Worse than 18.04? I don’t think so - I haven’t run Geekbench on 18.04 on this machine, but, I get quite significantly better results on Geekbench 5 on this machine running 22.04, than I did on 20.04… The MESA drivers (open source) in 22.04 are a vast improvement over 20.04, and I don’t think my GPU is supported on 18.04 anyway…

Also - it’s got an 8 GB Radeon RX6600XT, 32 GB 3600 Mhz RAM and a Ryzen 7 3700X CPU (and boots of a 1TB NVMe) - so I don’t really notice any lag or heaviness…

Ubuntu 22.04 does almost everything I need, and thinking of cutting my Fedora 36 Laptop (also Ryzen, but only a 5) back to Ubuntu 22.04…

There’s a few minor annoyances I get in Gnome 42 on Ubuntu 22, but they’re tolerable (the main annoyance being Nautilus and application save dialog boxes) and some newly installed apps launching first into some non-existant “limbo” phantom monitor…

Oh - and there’s another “niggling” thing that cheeses me off a bit, Ubuntu 22.04 is an LTS release, nearly 3 months old, and AMD STILL DO NOT have “Radeon Software” available for 22.04 (only 20.04) - and I’d like to try it out compared to the open source AMD GPU drivers e.g. AMD Freesync [I have 3 FreeSync capable monitors] and more importantly realtime raytracing only work with the vendor drivers, not the open source ones…

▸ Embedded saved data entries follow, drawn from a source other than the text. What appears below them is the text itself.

use async_trait::async_trait;
use uuid::Uuid;

use crate::comment::application::ports::outgoing::CommentResult;

//
// ──────────────────────────────────────────────────────────
// Command Validation
// ──────────────────────────────────────────────────────────
//

#[derive(Debug, Clone, PartialEq, thiserror::Error)]
pub enum CommentCommandError {
    #[error("Username cannot be empty")]
    EmptyUsername,

    #[error("Content cannot be empty")]
    EmptyContent,

    #[error("Username does not match the signed-in user")]
    AuthorMismatch,
}

/// Content keeps its original whitespace; it only has to carry something
/// besides whitespace.
pub(super) fn validate_content(content: String) -> Result<String, CommentCommandError> {
    if content.trim().is_empty() {
        return Err(CommentCommandError::EmptyContent);
    }
    Ok(content)
}

//
// ──────────────────────────────────────────────────────────
// Create Comment Command
// ──────────────────────────────────────────────────────────
//

#[derive(Debug, Clone)]
pub struct CreateCommentCommand {
    topic_id: Uuid,
    username: String,
    content: String,
}

impl CreateCommentCommand {
    /// `claimed_username` is the `username` field of the request body, if
    /// any. It must agree with the authenticated author.
    pub fn new(
        topic_id: Uuid,
        author: &str,
        claimed_username: Option<&str>,
        content: String,
    ) -> Result<Self, CommentCommandError> {
        let username = author.trim();
        if username.is_empty() {
            return Err(CommentCommandError::EmptyUsername);
        }

        if let Some(claimed) = claimed_username {
            if claimed.trim() != username {
                return Err(CommentCommandError::AuthorMismatch);
            }
        }

        Ok(Self {
            topic_id,
            username: username.to_string(),
            content: validate_content(content)?,
        })
    }

    pub fn topic_id(&self) -> Uuid {
        self.topic_id
    }

    pub fn username(&self) -> &str {
        &self.username
    }

    pub fn content(&self) -> &str {
        &self.content
    }
}

#[derive(Debug, Clone, thiserror::Error)]
pub enum CreateCommentError {
    #[error("Topic not found")]
    TopicNotFound,

    #[error("Comment rejected: {0}")]
    Rejected(String),

    #[error("Repository error: {0}")]
    RepositoryError(String),
}

#[async_trait]
pub trait CreateCommentUseCase: Send + Sync {
    async fn execute(
        &self,
        command: CreateCommentCommand,
    ) -> Result<CommentResult, CreateCommentError>;
}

Clearly each release has some ups and downs. Ubuntu 18.04 LTS was working well on my older hardware (Intel Apollo Lake J3355 and N3350 with 4GB RAM). The 22.04 seems to be too heavy for that setup. I completely switched from Ubuntu to Debian and Devuan because I prefer to add software packages I need to a base system than remove hundreds of unwanted packages from such a heavy weight distro as Ubuntu. I recently bought a Lenovo laptop with AMD 3020e CPU, Radeon Vega 3 graphics and Windows 10. I reformatted the Windows partition to ext4 using Gparted Live USB, then started with Debian 11 installation. Here is the funny part: The Debian installer cannot detect Sandisk emmc drive used in this laptop. After searching the web, I found out that many people had the same problem, which is: Linux kernel older than 5.13 doesn’t have the drivers for the SSD. Gparted Live is based on Debian sid, which has newer kernel (so is Ubuntu), but Debian 11 stable has the older 5.10 kernel. So, I installed Ubuntu MATE 22.04 LTS without any problems, then removed snap and a few hundred packages I don’t need. Now everything works without any errors and RAM usage went down about 400 MB.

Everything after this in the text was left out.